Another case is in and user interaction, JavaScript could dynamically generate some dom, such as clicking a button, a dialog box such as a bomb; in this case, these elements are usually prompt some users to relevant content, no value , if you really need, you can analyze js execution logic, but this is rare.

  • Ajax / Fetch asynchronous requests

This situation is now very common, especially in the content displayed in a tab form on the page, and the page without refreshing, or an interactive web pages after the operation, to obtain content. For this page, we want to track time analysis of all requests, observations in the end is coming in which step load. And then when we find the core of asynchronous requests, just grab the asynchronous request can be, if the original page does not have any useful information, there is no need to grab the original page.
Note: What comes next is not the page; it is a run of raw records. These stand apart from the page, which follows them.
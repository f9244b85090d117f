//! Strategy manager
//!
//! Aggregates the signals of all enabled strategies into one decision per
//! symbol and adapts strategy enablement and weight from trade outcomes.

use super::state::{AdaptivePolicy, Enablement, StrategyState, TradeResult, Transition};
use super::{default_strategies, Strategy, StrategyError};
use crate::config::StrategyConfig;
use crate::feed::MarketSnapshot;
use crate::signal::{AggregatedSignal, Direction, Signal, StrategyId, WeightedSignal};
use crate::telemetry::{increment_counter, CounterMetric};
use chrono::{DateTime, Utc};
use rust_decimal::Decimal;
use rust_decimal_macros::dec;
use serde::Serialize;

/// Per-strategy statistics
#[derive(Debug, Clone, Serialize)]
pub struct StrategyStats {
    pub strategy_id: StrategyId,
    pub enabled: bool,
    pub weight: Decimal,
    pub total_trades: u64,
    pub winning_trades: u64,
    pub total_pnl: Decimal,
    pub average_pnl: Decimal,
    pub win_rate: Decimal,
    pub probation_until: Option<DateTime<Utc>>,
}

struct Entry {
    strategy: Box<dyn Strategy>,
    state: StrategyState,
}

/// Owns the strategy plugins and their adaptive state
pub struct StrategyManager {
    entries: Vec<Entry>,
    policy: AdaptivePolicy,
    neutrality_threshold: Decimal,
}

impl StrategyManager {
    /// Create an empty manager
    pub fn new(policy: AdaptivePolicy, neutrality_threshold: Decimal) -> Self {
        Self {
            entries: vec![],
            policy,
            neutrality_threshold,
        }
    }

    /// Create the standard plugin set with per-plugin weight and enablement from config
    pub fn from_config(config: &StrategyConfig) -> Self {
        let mut manager = Self::new(AdaptivePolicy::from_config(config), config.neutrality_threshold);
        for strategy in default_strategies() {
            let plugin = config.plugin(strategy.id());
            let id = strategy.id().to_string();
            manager.register_with_weight(strategy, plugin.weight);
            if !plugin.enabled {
                manager.set_enabled(&id, false);
            }
        }
        manager
    }

    /// Register a strategy with full base weight
    pub fn register(&mut self, strategy: Box<dyn Strategy>) {
        self.register_with_weight(strategy, Decimal::ONE);
    }

    /// Register a strategy with the given base weight
    pub fn register_with_weight(&mut self, strategy: Box<dyn Strategy>, weight: Decimal) {
        let mut state = StrategyState::new(strategy.id(), weight);
        state.recompute_weight(&self.policy);
        tracing::debug!(strategy = strategy.id(), weight = %state.weight, "Registered strategy");
        self.entries.push(Entry { strategy, state });
    }

    /// Aggregate all enabled strategies' signals for `symbol`
    pub fn evaluate(&self, symbol: &str, snapshot: &MarketSnapshot) -> AggregatedSignal {
        let mut net_score = Decimal::ZERO;
        let mut max_score = Decimal::ZERO;
        let mut contributing_signals = Vec::new();

        for entry in self.entries.iter().filter(|e| e.state.is_enabled()) {
            let signal = match entry.strategy.produce_signal(symbol, snapshot) {
                Ok(signal) => signal,
                Err(e) => {
                    log_strategy_failure(entry.strategy.id(), symbol, &e);
                    Signal::neutral(entry.strategy.id(), symbol)
                }
            };

            let weight = entry.state.weight;
            let contribution = signal.direction.sign() * signal.strength * signal.confidence * weight;
            net_score += contribution;
            max_score += weight;
            contributing_signals.push(WeightedSignal {
                signal,
                weight,
                contribution,
            });
        }

        let any_directional = contributing_signals
            .iter()
            .any(|w| w.signal.direction != Direction::Neutral);

        let direction = if !any_directional
            || net_score == Decimal::ZERO
            || net_score.abs() < self.neutrality_threshold
        {
            Direction::Neutral
        } else if net_score > Decimal::ZERO {
            Direction::Long
        } else {
            Direction::Short
        };

        let strength = if direction == Direction::Neutral || max_score <= Decimal::ZERO {
            Decimal::ZERO
        } else {
            (net_score.abs() / max_score).min(Decimal::ONE)
        };

        tracing::debug!(
            symbol,
            ?direction,
            net_score = %net_score,
            strength = %strength,
            signals = contributing_signals.len(),
            "Aggregated signals"
        );

        AggregatedSignal {
            symbol: symbol.to_string(),
            direction,
            net_score,
            strength,
            price: snapshot.price,
            contributing_signals,
            timestamp: snapshot.timestamp,
        }
    }

    /// Record a closed trade for one strategy
    ///
    /// Returns false if the strategy is unknown.
    pub fn record_outcome(&mut self, strategy_id: &str, result: &TradeResult) -> bool {
        let Some(entry) = self.entries.iter_mut().find(|e| e.strategy.id() == strategy_id) else {
            tracing::warn!(strategy = strategy_id, "Outcome for unknown strategy");
            return false;
        };

        let transition = entry
            .state
            .record(result.outcome(), &self.policy, result.closed_at);
        if let Some(Transition::Disabled { until }) = transition {
            tracing::warn!(
                strategy = strategy_id,
                win_rate = %entry.state.win_rate().unwrap_or_default(),
                %until,
                "Strategy disabled for probation"
            );
            increment_counter(CounterMetric::StrategyDisabled);
        }
        true
    }

    /// Re-enable strategies whose probation has elapsed
    pub fn refresh_probation(&mut self, now: DateTime<Utc>) -> Vec<StrategyId> {
        let mut enabled = vec![];
        for entry in &mut self.entries {
            if entry.state.refresh(&self.policy, now) == Some(Transition::Enabled) {
                tracing::info!(strategy = entry.strategy.id(), "Strategy probation ended, re-enabled");
                enabled.push(entry.strategy.id().to_string());
            }
        }
        enabled
    }

    /// Manually enable or disable a strategy
    pub fn set_enabled(&mut self, strategy_id: &str, enabled: bool) -> bool {
        let Some(entry) = self.entries.iter_mut().find(|e| e.strategy.id() == strategy_id) else {
            return false;
        };
        entry.state.enablement = if enabled {
            Enablement::Enabled
        } else {
            Enablement::Disabled { until: None }
        };
        tracing::info!(strategy = strategy_id, enabled, "Strategy enablement set");
        true
    }

    /// State of one strategy
    pub fn state(&self, strategy_id: &str) -> Option<&StrategyState> {
        self.entries
            .iter()
            .find(|e| e.strategy.id() == strategy_id)
            .map(|e| &e.state)
    }

    /// Copy of every strategy state, for persistence
    pub fn snapshot(&self) -> Vec<StrategyState> {
        self.entries.iter().map(|e| e.state.clone()).collect()
    }

    /// Restore persisted states for registered strategies; unknown ids are ignored
    pub fn restore(&mut self, states: Vec<StrategyState>) {
        for state in states {
            if let Some(entry) = self
                .entries
                .iter_mut()
                .find(|e| e.strategy.id() == state.strategy_id)
            {
                entry.state = state;
            }
        }
    }

    /// Number of strategies currently participating
    pub fn enabled_count(&self) -> usize {
        self.entries.iter().filter(|e| e.state.is_enabled()).count()
    }

    /// Per-strategy statistics
    pub fn stats(&self) -> Vec<StrategyStats> {
        self.entries
            .iter()
            .map(|e| {
                let s = &e.state;
                let trades = Decimal::from(s.total_trades);
                let (average_pnl, win_rate) = if s.total_trades > 0 {
                    (s.total_pnl / trades, Decimal::from(s.total_wins) / trades)
                } else {
                    (dec!(0), dec!(0))
                };
                StrategyStats {
                    strategy_id: s.strategy_id.clone(),
                    enabled: s.is_enabled(),
                    weight: s.weight,
                    total_trades: s.total_trades,
                    winning_trades: s.total_wins,
                    total_pnl: s.total_pnl,
                    average_pnl,
                    win_rate,
                    probation_until: s.probation_until(),
                }
            })
            .collect()
    }
}

fn log_strategy_failure(strategy: &str, symbol: &str, error: &StrategyError) {
    match error {
        StrategyError::InsufficientHistory { .. } => {
            tracing::debug!(strategy, symbol, error = %error, "Strategy skipped");
        }
        _ => {
            tracing::warn!(strategy, symbol, error = %error, "Strategy failed, treating as neutral");
            increment_counter(CounterMetric::StrategyFailure);
        }
    }
}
Status of crawler technology

Language

In theory, any language that supports network communications can all be written reptiles, although the reptile itself has little relationship between language, however, there is always relatively smoothly, simple. For now, most of the reptiles is the background to write the script language class, which is the largest python undoubtedly the most widely used, and the page was born a lot of good libraries and frameworks, such as scrapy, BeautifulSoup, pyquery, Mechanize and so on.

But in general, the search engine spiders crawling efficiency requirements higher, will use c ++, java, go (for high concurrency), I use c ++ implements a multi-threaded frame in college, but to find and implement python reptile efficiency is not obvious, reason is simple for reptiles, bottleneck analysis and data extraction, and the network efficiency and the language does not matter much.

It is worth mentioning that in recent years the node is developing very fast, making javascript everywhere, some people have begun to try to do with node reptiles, however, this is actually no different from other back-end scripting languages, such as python is not simple, because you still can not initiate ajax request node, the original can not be performed dom pages.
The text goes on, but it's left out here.